What you should do:
Beginning with the line that holds "let y = 1.0" in the data below, give again every line through the one that holds "assert!((config.sqr_gauss_param - 0.0025).abs()", exactly as written.

Task inputs:
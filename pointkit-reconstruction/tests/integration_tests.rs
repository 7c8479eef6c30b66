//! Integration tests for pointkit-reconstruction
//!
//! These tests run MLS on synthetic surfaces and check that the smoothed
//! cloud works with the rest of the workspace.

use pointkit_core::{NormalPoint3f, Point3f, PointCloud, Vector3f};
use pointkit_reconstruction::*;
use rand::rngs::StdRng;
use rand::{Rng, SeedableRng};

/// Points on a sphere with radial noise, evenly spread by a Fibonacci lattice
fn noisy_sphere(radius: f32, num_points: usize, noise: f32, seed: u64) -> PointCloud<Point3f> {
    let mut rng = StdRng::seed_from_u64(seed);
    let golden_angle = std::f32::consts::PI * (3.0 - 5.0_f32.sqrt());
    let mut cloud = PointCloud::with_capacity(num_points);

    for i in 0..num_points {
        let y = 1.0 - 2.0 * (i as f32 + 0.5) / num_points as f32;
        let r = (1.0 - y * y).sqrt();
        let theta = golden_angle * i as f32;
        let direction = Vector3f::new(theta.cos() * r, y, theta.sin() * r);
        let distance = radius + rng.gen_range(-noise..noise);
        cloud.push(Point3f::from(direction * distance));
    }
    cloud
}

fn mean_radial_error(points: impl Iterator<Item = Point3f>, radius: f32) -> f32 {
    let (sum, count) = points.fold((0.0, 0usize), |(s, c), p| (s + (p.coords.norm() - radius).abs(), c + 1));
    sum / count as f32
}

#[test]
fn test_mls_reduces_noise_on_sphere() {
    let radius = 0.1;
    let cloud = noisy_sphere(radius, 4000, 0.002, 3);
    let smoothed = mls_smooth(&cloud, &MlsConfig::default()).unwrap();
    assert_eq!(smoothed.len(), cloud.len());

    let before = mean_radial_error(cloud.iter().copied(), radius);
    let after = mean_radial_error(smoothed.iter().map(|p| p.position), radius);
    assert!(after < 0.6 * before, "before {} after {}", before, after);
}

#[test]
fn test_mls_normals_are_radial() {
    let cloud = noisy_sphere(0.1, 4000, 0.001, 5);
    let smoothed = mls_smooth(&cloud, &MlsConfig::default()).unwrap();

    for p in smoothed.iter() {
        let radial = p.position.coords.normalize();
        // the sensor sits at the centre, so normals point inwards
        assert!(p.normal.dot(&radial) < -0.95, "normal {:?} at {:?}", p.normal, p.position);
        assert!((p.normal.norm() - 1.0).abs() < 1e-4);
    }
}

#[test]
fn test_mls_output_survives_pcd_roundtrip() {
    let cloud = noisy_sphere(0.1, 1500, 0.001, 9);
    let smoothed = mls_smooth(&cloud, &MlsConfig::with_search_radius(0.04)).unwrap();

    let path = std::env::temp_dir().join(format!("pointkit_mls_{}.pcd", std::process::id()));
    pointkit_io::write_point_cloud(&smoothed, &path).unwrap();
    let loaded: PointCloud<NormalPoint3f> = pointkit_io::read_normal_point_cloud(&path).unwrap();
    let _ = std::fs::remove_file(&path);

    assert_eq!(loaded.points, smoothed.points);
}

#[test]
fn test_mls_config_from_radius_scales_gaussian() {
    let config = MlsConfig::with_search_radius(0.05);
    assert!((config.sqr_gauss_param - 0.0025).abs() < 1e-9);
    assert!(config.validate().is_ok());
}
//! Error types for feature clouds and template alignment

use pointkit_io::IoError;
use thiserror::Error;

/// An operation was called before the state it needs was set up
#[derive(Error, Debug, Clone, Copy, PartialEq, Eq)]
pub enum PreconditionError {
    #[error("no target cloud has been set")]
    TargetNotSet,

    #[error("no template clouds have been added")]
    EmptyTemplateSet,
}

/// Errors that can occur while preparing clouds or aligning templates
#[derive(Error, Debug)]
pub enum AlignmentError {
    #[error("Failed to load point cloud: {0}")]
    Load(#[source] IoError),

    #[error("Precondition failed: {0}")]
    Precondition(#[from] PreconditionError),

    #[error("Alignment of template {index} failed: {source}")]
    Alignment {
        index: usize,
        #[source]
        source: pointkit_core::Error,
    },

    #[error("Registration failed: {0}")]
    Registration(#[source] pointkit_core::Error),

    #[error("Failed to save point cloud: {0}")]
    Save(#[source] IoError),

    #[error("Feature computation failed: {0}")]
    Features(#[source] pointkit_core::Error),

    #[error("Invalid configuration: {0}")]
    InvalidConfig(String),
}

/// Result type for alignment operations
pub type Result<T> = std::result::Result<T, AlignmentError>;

Your solution:
        let y = 1.0 - 2.0 * (i as f32 + 0.5) / num_points as f32;
        let r = (1.0 - y * y).sqrt();
        let theta = golden_angle * i as f32;
        let direction = Vector3f::new(theta.cos() * r, y, theta.sin() * r);
        let distance = radius + rng.gen_range(-noise..noise);
        cloud.push(Point3f::from(direction * distance));
    }
    cloud
}

fn mean_radial_error(points: impl Iterator<Item = Point3f>, radius: f32) -> f32 {
    let (sum, count) = points.fold((0.0, 0usize), |(s, c), p| (s + (p.coords.norm() - radius).abs(), c + 1));
    sum / count as f32
}

#[test]
fn test_mls_reduces_noise_on_sphere() {
    let radius = 0.1;
    let cloud = noisy_sphere(radius, 4000, 0.002, 3);
    let smoothed = mls_smooth(&cloud, &MlsConfig::default()).unwrap();
    assert_eq!(smoothed.len(), cloud.len());

    let before = mean_radial_error(cloud.iter().copied(), radius);
    let after = mean_radial_error(smoothed.iter().map(|p| p.position), radius);
    assert!(after < 0.6 * before, "before {} after {}", before, after);
}

#[test]
fn test_mls_normals_are_radial() {
    let cloud = noisy_sphere(0.1, 4000, 0.001, 5);
    let smoothed = mls_smooth(&cloud, &MlsConfig::default()).unwrap();

    for p in smoothed.iter() {
        let radial = p.position.coords.normalize();
        // the sensor sits at the centre, so normals point inwards
        assert!(p.normal.dot(&radial) < -0.95, "normal {:?} at {:?}", p.normal, p.position);
        assert!((p.normal.norm() - 1.0).abs() < 1e-4);
    }
}

#[test]
fn test_mls_output_survives_pcd_roundtrip() {
    let cloud = noisy_sphere(0.1, 1500, 0.001, 9);
    let smoothed = mls_smooth(&cloud, &MlsConfig::with_search_radius(0.04)).unwrap();

    let path = std::env::temp_dir().join(format!("pointkit_mls_{}.pcd", std::process::id()));
    pointkit_io::write_point_cloud(&smoothed, &path).unwrap();
    let loaded: PointCloud<NormalPoint3f> = pointkit_io::read_normal_point_cloud(&path).unwrap();
    let _ = std::fs::remove_file(&path);

    assert_eq!(loaded.points, smoothed.points);
}

#[test]
fn test_mls_config_from_radius_scales_gaussian() {
    let config = MlsConfig::with_search_radius(0.05);
    assert!((config.sqr_gauss_param - 0.0025).abs() < 1e-9);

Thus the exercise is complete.